Nel mondo non abbiamo mai misurato tanto caldo quanto nell’agosto appena trascorso. Il mese che insieme a luglio è di norma il più torrido dell’anno, in un anno in cui di normale non è più rimasto molto, ha superato di slancio ogni record. Lo conferma – ma ce n’eravamo accorti anche a pelle – il rapporto appena pubblicato dal Servizio sui Cambiamenti Climatici di Copernicus, con la collaborazione del Centro Europeo per le Previsioni Meteo a Medio Termine (Ecmwf).
La temperatura dell’aria ha oltrepassato di 1,65 gradi il valore dell’epoca preindustriale: la media 1850-1900 presa come riferimento per misurare il cambiamento climatico. La soglia di rischio di un grado e mezzo, che veniva rispettata dal novembre 2025, è stata calpestata come mai prima di oggi.
L’elenco dei record
Il record delle temperature dell’aria di agosto – 16,96 gradi come media delle misurazioni di tutto il pianeta, più 0,85 rispetto alla media 1991-2020 – si presenta ben accompagnato. Senza precedenti sono anche le condizioni degli oceani, con il contributo di una corrente calda di El Niño più intensa del normale. La media delle misurazioni nelle acque del pianeta (esclusi i poli) ha raggiunto il record di 21,11 gradi.
L’Europa occidentale poi ha vissuto la sua estate più torrida di sempre, superando quella del 2003. “La stagione del 2026 – scrive Copernicus – è stata caratterizzata da una serie di ondate di calore eccezionalmente precoci, persistenti e intense in tutta la regione”, accompagnate da siccità e incendi (il Po è stato in forte sofferenza fino alle piogge di fine mese).
Per l’Europa nel suo complesso è stato il quarto agosto più caldo dall’inizio delle misurazioni, visto che la parte orientale è stata più fresca.

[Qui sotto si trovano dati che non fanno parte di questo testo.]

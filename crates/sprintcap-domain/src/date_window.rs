//! Resolution of `[M/D-M/D]` sprint labels into calendar windows.
//!
//! Sprint names carry a month/day range but no year. The year is inferred
//! relative to "now": a date more than [`DAY_THRESHOLD`] days away in either
//! direction is assumed to belong to the neighbouring year.

use chrono::{Datelike, NaiveDate, NaiveDateTime};
use regex::Regex;
use std::sync::LazyLock;

use sprintcap_core::Clock;

/// Days beyond which a resolved date is shifted by one year toward "now".
pub const DAY_THRESHOLD: f64 = 180.0;

static WINDOW_RE: LazyLock<Regex> = LazyLock::new(|| {
    Regex::new(r"\[(\d{1,2})/(\d{1,2})-(\d{1,2})/(\d{1,2})\]").expect("valid sprint window regex")
});

/// Inclusive start and end dates of a sprint.
#[derive(Debug, Clone, Copy, PartialEq, Eq, Hash, PartialOrd, Ord)]
pub struct DateWindow {
    pub start: NaiveDate,
    pub end: NaiveDate,
}

impl DateWindow {
    /// Parse a sprint label against the given clock.
    pub fn parse(label: &str, clock: &dyn Clock) -> Option<Self> {
        parse_window(label, clock.now())
    }

    pub fn contains(&self, date: NaiveDate) -> bool {
        self.start <= date && date <= self.end
    }
}

/// Month and day as written in the label, kept so that year shifts rebuild
/// the date from what the user typed.
#[derive(Debug, Clone, Copy)]
struct MonthDay {
    month: u32,
    day: u32,
}

impl MonthDay {
    fn new(month: u32, day: u32) -> Option<Self> {
        // Validate against a leap year so 2/29 is accepted.
        NaiveDate::from_ymd_opt(2000, month, day)?;
        Some(Self { month, day })
    }

    /// The date in `year`. February 29 in a non-leap year rolls to March 1.
    fn in_year(&self, year: i32) -> Option<NaiveDate> {
        NaiveDate::from_ymd_opt(year, self.month, self.day).or_else(|| {
            if self.month == 2 && self.day == 29 {
                NaiveDate::from_ymd_opt(year, 3, 1)
            } else {
                None
            }
        })
    }
}

/// Find the first `[M/D-M/D]` token in `label` and resolve it to absolute
/// dates relative to `now`. Returns `None` when no token is present or the
/// token names a month or day that does not exist.
pub fn parse_window(label: &str, now: NaiveDateTime) -> Option<DateWindow> {
    let caps = WINDOW_RE.captures(label)?;
    let number = |i: usize| caps.get(i).and_then(|m| m.as_str().parse::<u32>().ok());

    let start_md = MonthDay::new(number(1)?, number(2)?)?;
    let end_md = MonthDay::new(number(3)?, number(4)?)?;

    let current_year = now.year();
    let mut start = start_md.in_year(current_year)?;
    let mut end = end_md.in_year(current_year)?;

    if end < start {
        end = end_md.in_year(current_year + 1)?;
    }

    start = adjust_toward(start_md, start, now)?;
    end = adjust_toward(end_md, end, now)?;

    if end < start {
        end = end_md.in_year(end.year() + 1)?;
    }

    Some(DateWindow { start, end })
}

fn adjust_toward(md: MonthDay, date: NaiveDate, now: NaiveDateTime) -> Option<NaiveDate> {
    let days = days_between(now, date);
    if days > DAY_THRESHOLD {
        md.in_year(date.year() - 1)
    } else if days < -DAY_THRESHOLD {
        md.in_year(date.year() + 1)
    } else {
        Some(date)
    }
}

/// Fractional days from `now` to local midnight of `date`.
fn days_between(now: NaiveDateTime, date: NaiveDate) -> f64 {
    let midnight = date.and_time(chrono::NaiveTime::MIN);
    (midnight - now).num_milliseconds() as f64 / 86_400_000.0
}
//! Capacity and load queries over the board.
//!
//! Pure functions over task and sprint slices; the assignee filter narrows
//! both the tasks counted and the capacity they are measured against.

use serde::Serialize;
use std::collections::{BTreeMap, BTreeSet};

use crate::{Sprint, Task};

/// Points planned into one sprint against its capacity.
#[derive(Debug, Clone, PartialEq, Serialize)]
#[serde(rename_all = "camelCase")]
pub struct SprintLoad {
    pub name: String,
    pub capacity: f64,
    pub load: f64,
    pub task_count: usize,
}

impl SprintLoad {
    /// Capacity left; negative when over-committed.
    pub fn remaining(&self) -> f64 {
        self.capacity - self.load
    }

    pub fn is_over_capacity(&self) -> bool {
        self.load > self.capacity
    }

    /// Load as a percentage of capacity. Zero capacity with any load reads as
    /// infinitely full.
    pub fn fill_percentage(&self) -> f64 {
        if self.capacity > 0.0 {
            self.load / self.capacity * 100.0
        } else if self.load > 0.0 {
            f64::INFINITY
        } else {
            0.0
        }
    }
}

fn matches_filter(task: &Task, filter: Option<&str>) -> bool {
    filter.map_or(true, |assignee| task.is_assigned_to(assignee))
}

/// Tasks planned into a sprint, optionally narrowed to one assignee.
pub fn sprint_tasks<'a>(name: &str, tasks: &'a [Task], filter: Option<&str>) -> Vec<&'a Task> {
    tasks
        .iter()
        .filter(|t| t.sprint.as_deref() == Some(name) && matches_filter(t, filter))
        .collect()
}

/// Tasks with no sprint, optionally narrowed to one assignee.
pub fn backlog_tasks<'a>(tasks: &'a [Task], filter: Option<&str>) -> Vec<&'a Task> {
    tasks
        .iter()
        .filter(|t| t.is_in_backlog() && matches_filter(t, filter))
        .collect()
}

/// Sum of points over the given tasks.
pub fn total_points(tasks: &[&Task]) -> f64 {
    tasks.iter().map(|t| t.points).sum()
}

pub fn sprint_load(sprint: &Sprint, tasks: &[Task], filter: Option<&str>) -> SprintLoad {
    let planned = sprint_tasks(&sprint.name, tasks, filter);
    SprintLoad {
        name: sprint.name.clone(),
        capacity: sprint.effective_capacity(filter),
        load: total_points(&planned),
        task_count: planned.len(),
    }
}

/// Load of every sprint, in board order.
pub fn board_load(sprints: &[Sprint], tasks: &[Task], filter: Option<&str>) -> Vec<SprintLoad> {
    sprints
        .iter()
        .map(|sprint| sprint_load(sprint, tasks, filter))
        .collect()
}

/// Distinct non-empty assignee names, sorted.
pub fn assignees(tasks: &[Task]) -> Vec<String> {
    tasks
        .iter()
        .filter_map(|t| t.assignee.as_deref())
        .filter(|name| !name.is_empty())
        .collect::<BTreeSet<_>>()
        .into_iter()
        .map(str::to_string)
        .collect()
}

/// Points per assignee within one sprint. Unassigned tasks are keyed by the
/// empty string.
pub fn assignee_breakdown(name: &str, tasks: &[Task]) -> BTreeMap<String, f64> {
    let mut breakdown = BTreeMap::new();
    for task in sprint_tasks(name, tasks, None) {
        let key = task.assignee.clone().unwrap_or_default();
        *breakdown.entry(key).or_insert(0.0) += task.points;
    }
    breakdown
}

Anche la combinazione dei mesi di giugno, luglio e agosto 2026 è senza precedenti quanto alle temperature dell’aria misurate in tutto il pianeta.
“Fenomeni estremi in atmosfera e oceani”
Di agosto 2026 come “mese significativo nella storia climatica globale” ha parlato Samantha Burgess, responsabile per il clima dell’Ecmwf, elencando le sue numerose singolarità. “È stato sia l’agosto più caldo che in generale il mese più caldo mai registrato”. Il record è a pari merito con il luglio del 2023.
“Le temperature globali – prosegue Burgess – hanno raggiunto 1,65 gradi al di sopra dei livelli preindustriali. Insieme alle temperature record superficiali del mare a livello globale e al fatto che è risultata essere l’estate più calda mai registrata per l’Europa occidentale, queste osservazioni mostrano come il cambiamento climatico stia determinando fenomeni estremi sia nell’atmosfera e che negli oceani. Gli effetti di queste condizioni si fanno sentire sempre più nelle comunità, nelle economie e negli ecosistemi di tutto il mondo”.
Crescono ancora i gas serra
E ancor più il caldo continuerà a farsi sentire, visto che i gas serra – il motore del cambiamento climatico – continuano ad aumentare nell’atmosfera. Due giorni fa il Joint Research Center (un altro ente scientifico dell’Unione Europea) ha pubblicato il bilancio delle emissioni causate dalle attività umane nel 2025. Sono aumentate ancora, raggiungendo un valore equivalente a 54 miliardi di tonnellate di anidride carbonica.
Anche se la crescita delle emissioni sta rallentando, il rapporto contiene un chiaroscuro di buone e cattive notizie. L’aumento maggiore rispetto all’anno precedente si è registrato negli Stati Uniti: più 2,2%. Pessimi i voti anche di Turchia, Arabia Saudita e Iran. La lista dei Paesi relativamente virtuosi comprende Cina e India, rimaste stabili, e Unione Europea, che è scesa dello 0,2% rispetto al 2024 e del 35% rispetto al 1990.